What the exercise asks
For every line of the material below, check for the string "DateTime" and return the line if it is there.

The data

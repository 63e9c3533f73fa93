use chrono::{DateTime, Duration, Utc};
use sqlx::pool::PoolConnection;
use sqlx::sqlite::{SqliteConnectOptions, SqliteJournalMode, SqlitePoolOptions, SqliteSynchronous};
use sqlx::{Sqlite, SqlitePool};
use tracing::{error, info};

use crate::config::Config;
use crate::error::Result;
use crate::types::FlatRecord;

/// Column list shared by every query that returns `FlatRecord`s.
pub(crate) const RECORD_COLUMNS: &str = "event_id, sport_key, sport_title, home_team, away_team, commence_time, \
     subject, prop_type, outcome_name, price, line, bookmaker_key, bookmaker_title, last_update, ingested_at";

/// Deterministic order for record queries: subject, prop type, bookmaker,
/// outcome. Commence time breaks ties so the latest game comes last.
pub(crate) const RECORD_ORDER: &str = "ORDER BY subject, prop_type, bookmaker_title, bookmaker_key, outcome_name, \
     commence_time, event_id";

#[derive(Debug, Clone, Copy, Default, PartialEq, Eq)]
pub struct UpsertOutcome {
    pub persisted: usize,
    pub failed: usize,
}

/// SQLite-backed store for flattened quotes. One table, natural-keyed.
#[derive(Clone)]
pub struct PropStore {
    pool: SqlitePool,
}

impl PropStore {
    /// Open (creating if needed) the database at `cfg.db_path` and run migrations.
    pub async fn open(cfg: &Config) -> Result<Self> {
        if let Some(parent) = cfg.db_path.parent() {
            if !parent.as_os_str().is_empty() {
                tokio::fs::create_dir_all(parent).await?;
            }
        }

        let options = SqliteConnectOptions::new()
            .filename(&cfg.db_path)
            .create_if_missing(true)
            .journal_mode(SqliteJournalMode::Wal)
            .synchronous(SqliteSynchronous::Normal);

        let pool = SqlitePoolOptions::new()
            .max_connections(4)
            .connect_with(options)
            .await?;

        let store = Self::from_pool(pool).await?;
        info!("Database ready at {}", cfg.db_path.display());
        Ok(store)
    }

    pub async fn from_pool(pool: SqlitePool) -> Result<Self> {
        sqlx::migrate!("./migrations").run(&pool).await?;
        Ok(Self { pool })
    }

    /// Borrow one pooled connection for the duration of an operation.
    /// Dropping the guard returns it to the pool on every path, errors included.
    pub(crate) async fn conn(&self) -> Result<PoolConnection<Sqlite>> {
        Ok(self.pool.acquire().await?)
    }

    /// Insert or replace each record by natural key. A failing record is
    /// logged and skipped; `persisted` counts only successful writes.
    pub async fn upsert(&self, records: &[FlatRecord]) -> Result<UpsertOutcome> {
        let mut conn = self.conn().await?;
        let mut outcome = UpsertOutcome::default();

        for r in records {
            let res = sqlx::query(
                r#"
                INSERT INTO player_props (
                    event_id, sport_key, sport_title, home_team, away_team, commence_time,
                    subject, prop_type, outcome_name, price, line,
                    bookmaker_key, bookmaker_title, last_update, ingested_at
                ) VALUES (?, ?, ?, ?, ?, ?, ?, ?, ?, ?, ?, ?, ?, ?, ?)
                ON CONFLICT(event_id, subject, prop_type, bookmaker_key, outcome_name) DO UPDATE SET
                    sport_key = excluded.sport_key,
                    sport_title = excluded.sport_title,
                    home_team = excluded.home_team,
                    away_team = excluded.away_team,
                    commence_time = excluded.commence_time,
                    price = excluded.price,
                    line = excluded.line,
                    bookmaker_title = excluded.bookmaker_title,
                    last_update = excluded.last_update,
                    ingested_at = excluded.ingested_at
                "#,
            )
            .bind(&r.event_id)
            .bind(&r.sport_key)
            .bind(&r.sport_title)
            .bind(&r.home_team)
            .bind(&r.away_team)
            .bind(r.commence_time)
            .bind(&r.subject)
            .bind(&r.prop_type)
            .bind(&r.outcome_name)
            .bind(r.price)
            .bind(r.line)
            .bind(&r.bookmaker_key)
            .bind(&r.bookmaker_title)
            .bind(r.last_update)
            .bind(r.ingested_at)
            .execute(&mut *conn)
            .await;

            match res {
                Ok(_) => outcome.persisted += 1,
                Err(e) => {
                    outcome.failed += 1;
                    error!(key = ?r.natural_key(), "DB write error: {e}");
                }
            }
        }

        Ok(outcome)
    }

    /// Every quote for `subject`, optionally limited to one sport.
    pub async fn query_by_subject(&self, subject: &str, sport_key: Option<&str>) -> Result<Vec<FlatRecord>> {
        let sql = format!(
            "SELECT {RECORD_COLUMNS} FROM player_props \
             WHERE subject = ? AND (? IS NULL OR sport_key = ?) {RECORD_ORDER}"
        );
        let mut conn = self.conn().await?;
        let rows = sqlx::query_as::<_, FlatRecord>(&sql)
            .bind(subject)
            .bind(sport_key)
            .bind(sport_key)
            .fetch_all(&mut *conn)
            .await?;
        Ok(rows)
    }

    pub async fn query_by_event(&self, event_id: &str) -> Result<Vec<FlatRecord>> {
        let sql = format!("SELECT {RECORD_COLUMNS} FROM player_props WHERE event_id = ? {RECORD_ORDER}");
        let mut conn = self.conn().await?;
        let rows = sqlx::query_as::<_, FlatRecord>(&sql)
            .bind(event_id)
            .fetch_all(&mut *conn)
            .await?;
        Ok(rows)
    }

    pub async fn query_by_event_subject(&self, event_id: &str, subject: &str) -> Result<Vec<FlatRecord>> {
        let sql = format!(
            "SELECT {RECORD_COLUMNS} FROM player_props WHERE event_id = ? AND subject = ? {RECORD_ORDER}"
        );
        let mut conn = self.conn().await?;
        let rows = sqlx::query_as::<_, FlatRecord>(&sql)
            .bind(event_id)
            .bind(subject)
            .fetch_all(&mut *conn)
            .await?;
        Ok(rows)
    }

    /// Quotes for one subject + prop type in one game, for cross-bookmaker comparison.
    pub async fn query_compare(&self, event_id: &str, subject: &str, prop_type: &str) -> Result<Vec<FlatRecord>> {
        let sql = format!(
            "SELECT {RECORD_COLUMNS} FROM player_props \
             WHERE event_id = ? AND subject = ? AND prop_type = ? {RECORD_ORDER}"
        );
        let mut conn = self.conn().await?;
        let rows = sqlx::query_as::<_, FlatRecord>(&sql)
            .bind(event_id)
            .bind(subject)
            .bind(prop_type)
            .fetch_all(&mut *conn)
            .await?;
        Ok(rows)
    }

    /// Quotes ingested within `window` of now.
    pub async fn query_recent(&self, window: Duration) -> Result<Vec<FlatRecord>> {
        self.query_ingested_since(Utc::now() - window).await
    }

    pub async fn query_ingested_since(&self, since: DateTime<Utc>) -> Result<Vec<FlatRecord>> {
        let sql = format!("SELECT {RECORD_COLUMNS} FROM player_props WHERE ingested_at >= ? {RECORD_ORDER}");
        let mut conn = self.conn().await?;
        let rows = sqlx::query_as::<_, FlatRecord>(&sql)
            .bind(since)
            .fetch_all(&mut *conn)
            .await?;
        Ok(rows)
    }

    pub async fn count(&self) -> Result<i64> {
        let mut conn = self.conn().await?;
        let n: i64 = sqlx::query_scalar("SELECT COUNT(*) FROM player_props")
            .fetch_one(&mut *conn)
            .await?;
        Ok(n)
    }

    pub async fn last_ingested_at(&self) -> Result<Option<DateTime<Utc>>> {
        let mut conn = self.conn().await?;
        let ts: Option<DateTime<Utc>> = sqlx::query_scalar("SELECT MAX(ingested_at) FROM player_props")
            .fetch_one(&mut *conn)
            .await?;
        Ok(ts)
    }
}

Response to the task
use chrono::{DateTime, Duration, Utc};
    pub async fn query_ingested_since(&self, since: DateTime<Utc>) -> Result<Vec<FlatRecord>> {
    pub async fn last_ingested_at(&self) -> Result<Option<DateTime<Utc>>> {
        let ts: Option<DateTime<Utc>> = sqlx::query_scalar("SELECT MAX(ingested_at) FROM player_props")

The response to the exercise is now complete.